The truth is that I have never regarded my stories as sacred texts.
To the extent that they are still alive to me I take a continuing interest in giving that life its best expression. This satisfies a certain aesthetic restlessness, but I also consider it a form of courtesy. If I see a clumsy or superfluous passage, so will you, and why should I throw you out of the story with an irritation I could have prevented? Where I have felt the need for something better I have answered the need as best I can, for now.
Tobias Wolff August 2007
In the Garden of the North American Martyrs
When she was young, Mary saw a brilliant and original man lose his job because he had expressed ideas that were offensive to the trustees of the college where they both taught. She shared his views but did not sign the protest petition. She was, after all, on trial herself-as a teacher, as a woman, as an interpreter of history.
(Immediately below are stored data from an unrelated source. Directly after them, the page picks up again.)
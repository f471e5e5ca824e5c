use serde::{Deserialize, Serialize};

pub const NO_SUMMARY: &str = "No summary available";

const BULLET_MARKERS: [char; 3] = ['•', '-', '*'];

#[derive(Debug, Clone, PartialEq, Eq, Serialize, Deserialize)]
pub enum SummaryBlock {
    Paragraph(String),
    Items(Vec<String>),
}

/// Splits an AI summary into display blocks.
///
/// Blocks are separated by lines that are empty or whitespace-only. A block
/// in which any line starts with a bullet marker becomes a list with one item
/// per non-empty line, in order; the marker itself is kept so the shell shows
/// the text as written. Any other block becomes one trimmed paragraph.
#[must_use]
pub fn format_summary(summary: Option<&str>) -> Vec<SummaryBlock> {
    let Some(text) = summary.filter(|s| !s.trim().is_empty()) else {
        return vec![SummaryBlock::Paragraph(NO_SUMMARY.to_string())];
    };

    paragraphs(text)
        .into_iter()
        .map(|lines| {
            if lines.iter().any(|l| is_bullet(l)) {
                SummaryBlock::Items(lines.iter().map(|l| l.trim().to_string()).collect())
            } else {
                SummaryBlock::Paragraph(lines.join("\n").trim().to_string())
            }
        })
        .collect()
}

fn paragraphs(text: &str) -> Vec<Vec<&str>> {
    let mut blocks = Vec::new();
    let mut current = Vec::new();
    for line in text.lines() {
        if line.trim().is_empty() {
            if !current.is_empty() {
                blocks.push(std::mem::take(&mut current));
            }
        } else {
            current.push(line);
        }
    }
    if !current.is_empty() {
        blocks.push(current);
    }
    blocks
}

fn is_bullet(line: &str) -> bool {
    line.trim_start().starts_with(BULLET_MARKERS)
}

#[cfg(test)]
mod tests {
    use super::*;

    #[test]
    fn missing_or_blank_summary() {
        let expected = vec![SummaryBlock::Paragraph(NO_SUMMARY.to_string())];
        assert_eq!(format_summary(None), expected);
        assert_eq!(format_summary(Some("  \n\t ")), expected);
    }

    #[test]
    fn splits_on_blank_lines() {
        let blocks = format_summary(Some("First finding.\n\n  \nSecond finding.\ncontinued"));
        assert_eq!(
            blocks,
            vec![
                SummaryBlock::Paragraph("First finding.".into()),
                SummaryBlock::Paragraph("Second finding.\ncontinued".into()),
            ]
        );
    }

    #[test]
    fn bullet_paragraph_becomes_items() {
        let blocks = format_summary(Some(
            "Key results:\n• Hemoglobin normal\n  - Glucose slightly high\n* Follow up in 3 months",
        ));
        assert_eq!(
            blocks,
            vec![SummaryBlock::Items(vec![
                "Key results:".into(),
                "• Hemoglobin normal".into(),
                "- Glucose slightly high".into(),
                "* Follow up in 3 months".into(),
            ])]
        );
    }

    #[test]
    fn mixed_blocks_keep_order() {
        let blocks = format_summary(Some("Overview text.\n\n- a\n- b\n\nClosing."));
        assert_eq!(blocks.len(), 3);
        assert!(matches!(&blocks[0], SummaryBlock::Paragraph(p) if p == "Overview text."));
        assert!(matches!(&blocks[1], SummaryBlock::Items(items) if items.len() == 2));
        assert!(matches!(&blocks[2], SummaryBlock::Paragraph(p) if p == "Closing."));
    }
}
Mary watched herself. Before giving a lecture she wrote it out in full, using the arguments and often the words of other, approved writers so she would not by chance say something scandalous. Her own thoughts she kept to herself, and the words for them grew faint as time went on; without quite disappearing they shrank to remote, nervous points, like birds flying away.
When the department turned into a hive of cliques, Mary went about her business and pretended not to know that people hated one another. To avoid seeming bland she let herself become eccentric in harmless ways. She took up bowling, which she learned to love, and founded the Brandon College chapter of a society dedicated to restoring the good name of Richard III. She memorized comedy routines from records and jokes from books; people groaned when she rattled them off, but she didn't let that stop her, and after a time the groans became the point of the jokes. They were a kind of tribute to Mary's willingness to expose herself.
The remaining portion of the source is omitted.